C. S. Lewis talks about the fear of being too heavenly minded that you’re no earthly good and how being truly heavenly minded makes you a blessing on earth (a paraphrase of Mere Christianity). I think sometimes we're afraid to love particular places because we're afraid to be too attached to earthly things. Let me just say, I don't think that's what Paul was talking about when he talks about not loving the world. There are ideologies and temptations that permeate every place, certainly, and we must beware that we do not buy into the idols of the land we live in.
But the Christian hope is not that we will get whisked off to some alien planet or portal to another dimension of the multiverse but that the very dirt beneath our feet will be changed and remade and transformed into what it was supposed to be. It’s this earth that will be made new. These atoms that will be redeemed (I cannot begin to say what that means). These places that we have seen and smelt and touched that will be reborn at our King’s coming.
They are not going anywhere. They were made good by God and, bent as they are, they retain at least some of their goodness now and they will be good again. For that reason we should love them. We should love places by serving them—and also by seeking to feel an affection for them, a delight in them, a desire for them.
Loving particular places is a way of acknowledging and rejoicing in our embodiedness. It is a way of practicing for the coming kingdom, incarnating a glimpse of it here even now: Psst, world, this is what it will be like when the King comes. We will love the places where we walk. It is a way of testifying to the goodness of the Creator who for all his vastness and unfathomability also knows every hair on our heads and the peculiarities of every cross street.
So what I’m taking away from Tim Keller’s life is this: If you love where you are, embrace that. Love it more. That affection isn't something that's keeping you from God.

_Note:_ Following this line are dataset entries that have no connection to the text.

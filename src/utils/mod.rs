use jsonwebtoken::{decode, encode, Algorithm, DecodingKey, EncodingKey, Header, Validation};
use serde::{Deserialize, Serialize};

use crate::api::error;

/// Claims of a session access token issued by the auth service.
#[derive(Debug, Clone, Serialize, Deserialize)]
pub struct Claims {
    pub sub: uuid::Uuid,
    pub iat: u64,
    pub exp: u64,
    pub aud: String,
    #[serde(default, skip_serializing_if = "Option::is_none")]
    pub email: Option<String>,
    #[serde(default, skip_serializing_if = "Option::is_none")]
    pub role: Option<String>,
}

impl Claims {
    pub fn new(sub: &uuid::Uuid, aud: &str, exp: u64) -> Self {
        let now = chrono::Utc::now().timestamp().max(0) as u64;
        Claims { sub: *sub, iat: now, exp: now + exp, aud: aud.to_string(), email: None, role: None }
    }

    pub fn with_email(mut self, email: impl Into<String>) -> Self {
        self.email = Some(email.into());
        self
    }

    pub fn encode(&self, secret: &[u8]) -> Result<String, error::SystemError> {
        let header = Header::new(Algorithm::HS256);
        let token = encode(&header, self, &EncodingKey::from_secret(secret))?;
        Ok(token)
    }

    pub fn decode(token: &str, secret: &[u8], aud: &str) -> Result<Self, error::SystemError> {
        let mut validation = Validation::new(Algorithm::HS256);
        validation.validate_exp = true;
        validation.validate_nbf = false;
        validation.set_audience(&[aud]);
        let token_data = decode::<Self>(token, &DecodingKey::from_secret(secret), &validation)?;
        Ok(token_data.claims)
    }
}

#[cfg(test)]
mod tests {
    use super::*;

    #[test]
    fn round_trips_subject() {
        let sub = uuid::Uuid::now_v7();
        let token = Claims::new(&sub, "authenticated", 60)
            .with_email("owner@example.com")
            .encode(b"secret")
            .unwrap();

        let claims = Claims::decode(&token, b"secret", "authenticated").unwrap();
        assert_eq!(claims.sub, sub);
        assert_eq!(claims.email.as_deref(), Some("owner@example.com"));
    }

    #[test]
    fn rejects_wrong_secret_and_audience() {
        let token = Claims::new(&uuid::Uuid::now_v7(), "authenticated", 60)
            .encode(b"secret")
            .unwrap();

        assert!(Claims::decode(&token, b"other", "authenticated").is_err());
        assert!(Claims::decode(&token, b"secret", "service_role").is_err());
    }
}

It's a way of bearing his image, an overflow of his heart.
I feel very lucky because I love the place where I am. It has been very clear to me that this is where I am supposed to be. I know not everyone has such a calling to a particular place. Or maybe you do but for a host of reasons you can't be there right now. Maybe you are in a place that you don't really care about. Maybe you’re in a place that you downright hate. I moved around quite a bit growing up, and I know what it is to dislike where you are. To not be inspired by it. To feel like you don't belong.
So here's another takeaway: If that’s where you are, in a place that’s hard to love, it’s okay. The place you are still matters. It’s not an accident or a cruel joke that you are there. And you will not be there, most likely, forever. So lean in and look for the smallest specks of prettiness and delight and God moving. He is, in every place. Love is possible anywhere. And it’s all the more precious when you have to fight for it. Don’t despite the place your feet fall. And don’t ignore it.




Yes! "Loving a particular place is a way of acknowledging our embodiedness." I totally agree. Great essay, Aberdeen.